PENNSYLVANIA, UNIVERSITY OF, an American institution of higher learning, in Philadelphia, occupying about 60 acres, near the west bank of the Schuylkill river, north-east of the Philadelphia Hospital, east of 39th Street, south-east of Woodland Avenue, and south of Chestnut Street. In this irregular area are all the buildings except the Flower Astronomical Observatory (1896), which is 2 m. beyond the city limits on the West Chester Pike. The northernmost of these buildings is the law school, between Chestnut and Sansom Streets, on 34th Street. In a great triangular block bounded by Woodland Avenue, Spruce Street, and 34th Street are: the university library, which had in 1909 about 275,000 bound volumes and 50,000 pamphlets, including the Biddle Memorial law library (1886) of 40,000 volumes, the Colwell and Henry C. Carey collections in finance and economics, the Francis C. Macauley library of Italian, Spanish and Portuguese authors, with an excellent Dante collection, the classical library of Ernst von Leutsch of Göttingen, the philological library of F. A. Pott of Halle, the Germanic library of R. Bechstein of Rostock, the Semitic library of C. P. Caspari of Copenhagen, the (Hebrew and Rabbinical) Marcus Jastrow Memorial library, the ethnological library of D. G. Brinton, and several special medical collections; College Hall, with the university offices; Howard Houston Hall (1896) the students' club; Logan Hall; the Robert Hare chemical laboratory; and (across 36th Street) the Wistar institute of anatomy and biology.

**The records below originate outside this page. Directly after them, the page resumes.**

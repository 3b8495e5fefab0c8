use std::env;

const DEFAULT_BIND_ADDR: &str = "127.0.0.1:8080";
const DEFAULT_API_PREFIX: &str = "/api";

#[derive(Debug, Clone)]
pub struct Config {
    pub db_url: String,
    pub bind_addr: String,
    pub api_prefix: String,
}

impl Config {
    /// Read `DB_URL` (required), `BIND_ADDR` and `API_PREFIX`.
    pub fn from_env() -> Result<Self, env::VarError> {
        Ok(Config {
            db_url: env::var("DB_URL")?,
            bind_addr: env::var("BIND_ADDR").unwrap_or_else(|_| DEFAULT_BIND_ADDR.to_string()),
            api_prefix: normalize_prefix(
                &env::var("API_PREFIX").unwrap_or_else(|_| DEFAULT_API_PREFIX.to_string()),
            ),
        })
    }
}

/// `api/` and `/api` both become `/api`; an empty prefix stays empty.
fn normalize_prefix(prefix: &str) -> String {
    let trimmed = prefix.trim().trim_matches('/');
    if trimmed.is_empty() {
        String::new()
    } else {
        format!("/{}", trimmed)
    }
}

#[cfg(test)]
mod tests {
    use super::*;

    #[test]
    fn prefix_is_rooted_without_trailing_slash() {
        assert_eq!(normalize_prefix("api/"), "/api");
        assert_eq!(normalize_prefix("/api"), "/api");
        assert_eq!(normalize_prefix("/v1/api/"), "/v1/api");
        assert_eq!(normalize_prefix("/"), "");
    }
}
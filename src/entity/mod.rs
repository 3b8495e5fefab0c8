pub mod hackathon_experience;
pub mod skill;
pub mod user;
pub mod user_desired_skill;
pub mod user_known_skill;
pub mod user_skill;
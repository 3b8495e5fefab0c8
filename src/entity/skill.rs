use sea_orm::entity::prelude::*;

#[derive(Clone, Debug, PartialEq, Eq, DeriveEntityModel)]
#[sea_orm(table_name = "skill")]
pub struct Model {
    #[sea_orm(primary_key)]
    pub id: i32,
    #[sea_orm(unique)]
    pub name: String,
}

#[derive(Copy, Clone, Debug, EnumIter, DeriveRelation)]
pub enum Relation {}

impl ActiveModelBehavior for ActiveModel {}
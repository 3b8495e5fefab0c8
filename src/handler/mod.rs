pub mod health;
pub mod login;
pub mod search;
pub mod skills;
pub mod users;
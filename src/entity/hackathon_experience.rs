use sea_orm::entity::prelude::*;

#[derive(Clone, Debug, PartialEq, Eq, DeriveEntityModel)]
#[sea_orm(table_name = "hackathon_experience")]
pub struct Model {
    #[sea_orm(primary_key)]
    pub id: i32,
    #[sea_orm(indexed)]
    pub user_id: i32,
    pub organizer_name: String,
    pub hackathon_name: String,
    #[sea_orm(column_type = "Text")]
    pub description: Option<String>,
    pub achievements: Option<String>,
    pub created_at: DateTimeUtc,
}

#[derive(Copy, Clone, Debug, EnumIter, DeriveRelation)]
pub enum Relation {
    #[sea_orm(
        belongs_to = "super::user::Entity",
        from = "Column::UserId",
        to = "super::user::Column::Id",
        on_delete = "Cascade"
    )]
    User,
}

impl Related<super::user::Entity> for Entity {
    fn to() -> RelationDef {
        Relation::User.def()
    }
}

impl ActiveModelBehavior for ActiveModel {}
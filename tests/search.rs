mod common;

use bytebrigade_backend::service::search::{search_users, users_with_skill, SearchQuery};
use common::{register, setup};
use sea_orm::DatabaseConnection;
use serde_json::json;

async fn usernames(db: &DatabaseConnection, skills: &str, include_beginner: Option<&str>) -> Vec<String> {
    let query = SearchQuery::parse(Some(skills), include_beginner);
    search_users(db, &query)
        .await
        .unwrap()
        .into_iter()
        .filter_map(|u| u.user.username)
        .collect()
}

async fn seed(db: &DatabaseConnection) {
    // a: Go and Rust, not a beginner
    register(db, "a", json!({ "knownSkills": ["Go", "Rust"], "isBeginner": false })).await;
    // b: Go and Rust, beginner
    register(db, "b", json!({ "knownSkills": ["go", "rust"], "isBeginner": true })).await;
    // c: only Go
    register(db, "c", json!({ "knownSkills": ["Go"] })).await;
    // d: Rust only through the legacy general set, Go known
    register(db, "d", json!({ "skills": "rust", "knownSkills": ["Go"] })).await;
    // e: wants Go and Rust but knows neither
    register(db, "e", json!({ "desiredSkills": ["Go", "Rust"] })).await;
}

#[tokio::test]
async fn every_requested_skill_must_be_held() {
    let db = setup().await;
    seed(&db).await;

    assert_eq!(usernames(&db, "Go,Rust", None).await, vec!["d", "b", "a"]);
}

#[tokio::test]
async fn beginners_can_be_excluded() {
    let db = setup().await;
    seed(&db).await;

    assert_eq!(
        usernames(&db, "Go,Rust", Some("false")).await,
        vec!["d", "a"]
    );
}

#[tokio::test]
async fn matching_ignores_case_and_repeats() {
    let db = setup().await;
    seed(&db).await;

    assert_eq!(
        usernames(&db, " go ,RUST,Go", None).await,
        vec!["d", "b", "a"]
    );
}

#[tokio::test]
async fn a_user_is_returned_once_even_when_both_sets_match() {
    let db = setup().await;
    // known skills are mirrored, so Go sits in both searched sets
    register(&db, "solo", json!({ "knownSkills": ["Go"] })).await;

    assert_eq!(usernames(&db, "Go", None).await, vec!["solo"]);
}

#[tokio::test]
async fn no_skills_means_everyone() {
    let db = setup().await;
    seed(&db).await;

    let all = search_users(&db, &SearchQuery::default()).await.unwrap();
    assert_eq!(all.len(), 5);

    let experienced = search_users(&db, &SearchQuery::parse(None, Some("false")))
        .await
        .unwrap();
    assert_eq!(experienced.len(), 4);
}

#[tokio::test]
async fn unknown_skill_matches_nobody() {
    let db = setup().await;
    seed(&db).await;

    assert!(usernames(&db, "Go,Cobol", None).await.is_empty());
}

#[tokio::test]
async fn single_skill_lookup() {
    let db = setup().await;
    seed(&db).await;

    let holders: Vec<String> = users_with_skill(&db, Some("rust"))
        .await
        .unwrap()
        .into_iter()
        .filter_map(|u| u.user.username)
        .collect();
    assert_eq!(holders, vec!["d", "b", "a"]);

    assert!(users_with_skill(&db, Some("  ")).await.unwrap().is_empty());
    assert!(users_with_skill(&db, None).await.unwrap().is_empty());
}

#[tokio::test]
async fn non_ascii_names_match_in_any_case() {
    let db = setup().await;
    register(&db, "jose", json!({ "knownSkills": ["Élixir"] })).await;
    register(&db, "ana", json!({ "skills": "ÉLIXIR", "isBeginner": true })).await;

    assert_eq!(usernames(&db, "élixir", None).await, vec!["ana", "jose"]);
    assert_eq!(usernames(&db, "ÉLIXIR", Some("false")).await, vec!["jose"]);

    let holders = users_with_skill(&db, Some("éLiXiR")).await.unwrap();
    assert_eq!(holders.len(), 2);
}
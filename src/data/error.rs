use axum::http::StatusCode;
use axum::{
    response::{IntoResponse, Response},
    Json,
};
use serde::Serialize;
use serde_json::json;

#[derive(Serialize, Debug, PartialEq, Eq)]
pub enum Error {
    InternalServerError,
    NotFound,
    /// The body could not be read as a user payload.
    InvalidPayload(String),
    /// Fields that failed validation, named the way the client sent them.
    InvalidFields(Vec<String>),
    MissingField(String),
    MissingCredentials,
    IncorrectUsernameOrPassword,
    RegisteredUsername,
    RegisteredEmail,
    RegisteredSkill,
}

impl Error {
    pub fn status_code(&self) -> StatusCode {
        match self {
            Error::InternalServerError => StatusCode::INTERNAL_SERVER_ERROR,
            Error::NotFound => StatusCode::NOT_FOUND,
            Error::InvalidPayload(_) => StatusCode::BAD_REQUEST,
            Error::InvalidFields(_) => StatusCode::BAD_REQUEST,
            Error::MissingField(_) => StatusCode::BAD_REQUEST,
            Error::MissingCredentials => StatusCode::BAD_REQUEST,
            // same answer for unknown usernames and wrong passwords
            Error::IncorrectUsernameOrPassword => StatusCode::UNAUTHORIZED,
            Error::RegisteredUsername => StatusCode::BAD_REQUEST,
            Error::RegisteredEmail => StatusCode::BAD_REQUEST,
            Error::RegisteredSkill => StatusCode::BAD_REQUEST,
        }
    }
}

impl IntoResponse for Error {
    fn into_response(self) -> Response {
        (
            self.status_code(),
            Json(json!({
                "error": self
            })),
        )
            .into_response()
    }
}

#[cfg(test)]
mod tests {
    use super::*;

    #[test]
    fn unit_variants_serialize_as_their_name() {
        let body = json!({ "error": Error::RegisteredEmail });
        assert_eq!(body.to_string(), r#"{"error":"RegisteredEmail"}"#);
    }

    #[test]
    fn invalid_fields_carry_the_field_list() {
        let body = json!({ "error": Error::InvalidFields(vec!["knownSkills".to_string()]) });
        assert_eq!(body.to_string(), r#"{"error":{"InvalidFields":["knownSkills"]}}"#);
    }

    #[test]
    fn credential_failures_are_unauthorized() {
        assert_eq!(
            Error::IncorrectUsernameOrPassword.status_code(),
            StatusCode::UNAUTHORIZED
        );
        assert_eq!(Error::MissingCredentials.status_code(), StatusCode::BAD_REQUEST);
    }
}
use sea_orm::entity::prelude::*;

#[derive(Clone, Debug, PartialEq, Eq, DeriveEntityModel)]
#[sea_orm(table_name = "user_desired_skill")]
pub struct Model {
    #[sea_orm(primary_key, auto_increment = false)]
    pub user_id: i32,
    #[sea_orm(primary_key, auto_increment = false)]
    pub skill_id: i32,
}

#[derive(Copy, Clone, Debug, EnumIter, DeriveRelation)]
pub enum Relation {
    #[sea_orm(
        belongs_to = "super::user::Entity",
        from = "Column::UserId",
        to = "super::user::Column::Id",
        on_delete = "Cascade"
    )]
    User,
    #[sea_orm(
        belongs_to = "super::skill::Entity",
        from = "Column::SkillId",
        to = "super::skill::Column::Id",
        on_delete = "Cascade"
    )]
    Skill,
}

impl ActiveModelBehavior for ActiveModel {}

Immediately east of this triangular block are: Bennett House; the Randal Morgan laboratory of physics; the engineering building (1906); the laboratory of hygiene (1892); dental hall; and the John Harrison laboratory of chemistry. Farther east are the gymnasium, training quarters and Franklin (athletic) field, with brick grand-stands. South of Spruce Street are: the free museum of science and art (1899), the north-western part of a projected group, with particularly valuable American, Egyptian, Semitic and Cretan collections, the last two being the results in part of university excavations at Nippur (1888-1902) and at Gournia (1901-1904); between 34th and 36th Streets the large and well-equipped university hospital (1874); large dormitories, consisting in 1909, of 29 distinct but connected houses; medical laboratories; a biological hall and vivarium; and across Woodland Avenue, a veterinary hall and hospital.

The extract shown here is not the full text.